Exercise data START
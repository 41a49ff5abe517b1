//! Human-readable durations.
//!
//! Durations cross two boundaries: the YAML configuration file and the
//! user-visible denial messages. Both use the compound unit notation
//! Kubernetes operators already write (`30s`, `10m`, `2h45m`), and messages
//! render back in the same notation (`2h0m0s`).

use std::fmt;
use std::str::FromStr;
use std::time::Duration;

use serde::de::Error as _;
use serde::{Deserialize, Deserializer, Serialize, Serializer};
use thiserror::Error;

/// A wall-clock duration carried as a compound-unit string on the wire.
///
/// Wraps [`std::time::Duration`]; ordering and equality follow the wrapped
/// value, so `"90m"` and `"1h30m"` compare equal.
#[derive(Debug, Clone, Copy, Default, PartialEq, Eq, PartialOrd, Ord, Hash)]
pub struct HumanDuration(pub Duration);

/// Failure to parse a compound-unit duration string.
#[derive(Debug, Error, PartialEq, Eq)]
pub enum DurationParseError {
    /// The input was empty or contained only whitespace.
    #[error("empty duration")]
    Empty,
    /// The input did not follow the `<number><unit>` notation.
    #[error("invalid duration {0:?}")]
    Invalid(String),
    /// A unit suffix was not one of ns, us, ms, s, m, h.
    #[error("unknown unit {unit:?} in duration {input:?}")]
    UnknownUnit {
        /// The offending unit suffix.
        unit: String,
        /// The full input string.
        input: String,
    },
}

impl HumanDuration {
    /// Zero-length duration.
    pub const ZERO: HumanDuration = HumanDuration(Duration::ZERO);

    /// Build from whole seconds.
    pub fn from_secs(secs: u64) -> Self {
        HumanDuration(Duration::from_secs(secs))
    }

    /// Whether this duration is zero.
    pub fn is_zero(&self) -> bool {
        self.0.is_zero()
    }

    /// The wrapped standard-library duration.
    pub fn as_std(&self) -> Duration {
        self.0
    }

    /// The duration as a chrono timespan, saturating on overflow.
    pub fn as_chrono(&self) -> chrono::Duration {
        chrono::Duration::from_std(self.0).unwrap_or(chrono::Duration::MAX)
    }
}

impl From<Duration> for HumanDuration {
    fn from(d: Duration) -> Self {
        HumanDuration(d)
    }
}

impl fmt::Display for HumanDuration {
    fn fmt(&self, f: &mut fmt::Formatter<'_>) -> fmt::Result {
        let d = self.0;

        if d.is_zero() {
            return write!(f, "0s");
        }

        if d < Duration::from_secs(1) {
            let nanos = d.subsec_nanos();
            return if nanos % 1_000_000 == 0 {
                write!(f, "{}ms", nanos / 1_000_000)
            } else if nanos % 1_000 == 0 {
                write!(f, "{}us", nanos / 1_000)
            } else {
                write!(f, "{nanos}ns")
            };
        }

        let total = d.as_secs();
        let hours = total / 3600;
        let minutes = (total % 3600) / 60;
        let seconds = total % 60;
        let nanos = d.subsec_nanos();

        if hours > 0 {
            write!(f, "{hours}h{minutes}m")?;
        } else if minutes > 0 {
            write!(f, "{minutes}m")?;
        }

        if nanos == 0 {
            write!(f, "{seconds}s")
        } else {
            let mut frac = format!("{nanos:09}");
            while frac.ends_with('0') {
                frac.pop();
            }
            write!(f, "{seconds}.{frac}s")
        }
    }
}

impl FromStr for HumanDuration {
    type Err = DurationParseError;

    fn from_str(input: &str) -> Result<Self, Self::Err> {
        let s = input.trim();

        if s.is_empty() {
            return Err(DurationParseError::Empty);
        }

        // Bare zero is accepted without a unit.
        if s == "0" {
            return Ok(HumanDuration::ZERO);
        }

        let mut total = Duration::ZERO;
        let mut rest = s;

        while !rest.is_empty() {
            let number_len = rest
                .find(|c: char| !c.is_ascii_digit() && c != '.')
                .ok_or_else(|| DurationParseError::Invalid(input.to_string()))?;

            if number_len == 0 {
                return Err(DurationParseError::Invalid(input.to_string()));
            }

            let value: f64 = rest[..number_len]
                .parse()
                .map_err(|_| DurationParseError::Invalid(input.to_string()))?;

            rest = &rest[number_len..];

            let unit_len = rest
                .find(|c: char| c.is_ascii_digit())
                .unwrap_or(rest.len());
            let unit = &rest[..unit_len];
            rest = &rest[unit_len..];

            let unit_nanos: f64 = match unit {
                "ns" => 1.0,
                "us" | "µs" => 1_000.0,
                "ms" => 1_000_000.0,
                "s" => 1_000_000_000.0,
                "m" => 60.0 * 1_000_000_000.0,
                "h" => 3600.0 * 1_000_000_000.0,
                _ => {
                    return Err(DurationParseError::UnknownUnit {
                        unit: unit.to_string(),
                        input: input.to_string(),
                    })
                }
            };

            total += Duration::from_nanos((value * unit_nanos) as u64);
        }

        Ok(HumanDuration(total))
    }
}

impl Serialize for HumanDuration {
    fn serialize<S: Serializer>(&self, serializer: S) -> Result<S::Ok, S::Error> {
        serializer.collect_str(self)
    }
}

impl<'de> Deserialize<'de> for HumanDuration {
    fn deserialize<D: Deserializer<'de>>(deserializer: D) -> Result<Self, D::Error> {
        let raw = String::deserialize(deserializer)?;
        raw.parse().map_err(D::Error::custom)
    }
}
Exercise data END
◆ **Your objective**
Would you set down all the lines above, exactly and in full?

◆ **Written reply**
repository 41a49ff5abe517b1
//! Human-readable durations.
//!
//! Durations cross two boundaries: the YAML configuration file and the
//! user-visible denial messages. Both use the compound unit notation
//! Kubernetes operators already write (`30s`, `10m`, `2h45m`), and messages
//! render back in the same notation (`2h0m0s`).

use std::fmt;
use std::str::FromStr;
use std::time::Duration;

use serde::de::Error as _;
use serde::{Deserialize, Deserializer, Serialize, Serializer};
use thiserror::Error;

/// A wall-clock duration carried as a compound-unit string on the wire.
///
/// Wraps [`std::time::Duration`]; ordering and equality follow the wrapped
/// value, so `"90m"` and `"1h30m"` compare equal.
#[derive(Debug, Clone, Copy, Default, PartialEq, Eq, PartialOrd, Ord, Hash)]
pub struct HumanDuration(pub Duration);

/// Failure to parse a compound-unit duration string.
#[derive(Debug, Error, PartialEq, Eq)]
pub enum DurationParseError {
    /// The input was empty or contained only whitespace.
    #[error("empty duration")]
    Empty,
    /// The input did not follow the `<number><unit>` notation.
    #[error("invalid duration {0:?}")]
    Invalid(String),
    /// A unit suffix was not one of ns, us, ms, s, m, h.
    #[error("unknown unit {unit:?} in duration {input:?}")]
    UnknownUnit {
        /// The offending unit suffix.
        unit: String,
        /// The full input string.
        input: String,
    },
}

impl HumanDuration {
    /// Zero-length duration.
    pub const ZERO: HumanDuration = HumanDuration(Duration::ZERO);

    /// Build from whole seconds.
    pub fn from_secs(secs: u64) -> Self {
        HumanDuration(Duration::from_secs(secs))
    }

    /// Whether this duration is zero.
    pub fn is_zero(&self) -> bool {
        self.0.is_zero()
    }

    /// The wrapped standard-library duration.
    pub fn as_std(&self) -> Duration {
        self.0
    }

    /// The duration as a chrono timespan, saturating on overflow.
    pub fn as_chrono(&self) -> chrono::Duration {
        chrono::Duration::from_std(self.0).unwrap_or(chrono::Duration::MAX)
    }
}

impl From<Duration> for HumanDuration {
    fn from(d: Duration) -> Self {
        HumanDuration(d)
    }
}

impl fmt::Display for HumanDuration {
    fn fmt(&self, f: &mut fmt::Formatter<'_>) -> fmt::Result {
        let d = self.0;

        if d.is_zero() {
            return write!(f, "0s");
        }

        if d < Duration::from_secs(1) {
            let nanos = d.subsec_nanos();
            return if nanos % 1_000_000 == 0 {
                write!(f, "{}ms", nanos / 1_000_000)
            } else if nanos % 1_000 == 0 {
                write!(f, "{}us", nanos / 1_000)
            } else {
                write!(f, "{nanos}ns")
            };
        }

        let total = d.as_secs();
        let hours = total / 3600;
        let minutes = (total % 3600) / 60;
        let seconds = total % 60;
        let nanos = d.subsec_nanos();

        if hours > 0 {
            write!(f, "{hours}h{minutes}m")?;
        } else if minutes > 0 {
            write!(f, "{minutes}m")?;
        }

        if nanos == 0 {
            write!(f, "{seconds}s")
        } else {
            let mut frac = format!("{nanos:09}");
            while frac.ends_with('0') {
                frac.pop();
            }
            write!(f, "{seconds}.{frac}s")
        }
    }
}

impl FromStr for HumanDuration {
    type Err = DurationParseError;

    fn from_str(input: &str) -> Result<Self, Self::Err> {
        let s = input.trim();

        if s.is_empty() {
            return Err(DurationParseError::Empty);
        }

        // Bare zero is accepted without a unit.
        if s == "0" {
            return Ok(HumanDuration::ZERO);
        }

        let mut total = Duration::ZERO;
        let mut rest = s;

        while !rest.is_empty() {
            let number_len = rest
                .find(|c: char| !c.is_ascii_digit() && c != '.')
                .ok_or_else(|| DurationParseError::Invalid(input.to_string()))?;

            if number_len == 0 {
                return Err(DurationParseError::Invalid(input.to_string()));
            }

            let value: f64 = rest[..number_len]
                .parse()
                .map_err(|_| DurationParseError::Invalid(input.to_string()))?;

            rest = &rest[number_len..];

            let unit_len = rest
                .find(|c: char| c.is_ascii_digit())
                .unwrap_or(rest.len());
            let unit = &rest[..unit_len];
            rest = &rest[unit_len..];

            let unit_nanos: f64 = match unit {
                "ns" => 1.0,
                "us" | "µs" => 1_000.0,
                "ms" => 1_000_000.0,
                "s" => 1_000_000_000.0,
                "m" => 60.0 * 1_000_000_000.0,
                "h" => 3600.0 * 1_000_000_000.0,
                _ => {
                    return Err(DurationParseError::UnknownUnit {
                        unit: unit.to_string(),
                        input: input.to_string(),
                    })
                }
            };

            total += Duration::from_nanos((value * unit_nanos) as u64);
        }

        Ok(HumanDuration(total))
    }
}

impl Serialize for HumanDuration {
    fn serialize<S: Serializer>(&self, serializer: S) -> Result<S::Ok, S::Error> {
        serializer.collect_str(self)
    }
}

impl<'de> Deserialize<'de> for HumanDuration {
    fn deserialize<D: Deserializer<'de>>(deserializer: D) -> Result<Self, D::Error> {
        let raw = String::deserialize(deserializer)?;
        raw.parse().map_err(D::Error::custom)
    }
}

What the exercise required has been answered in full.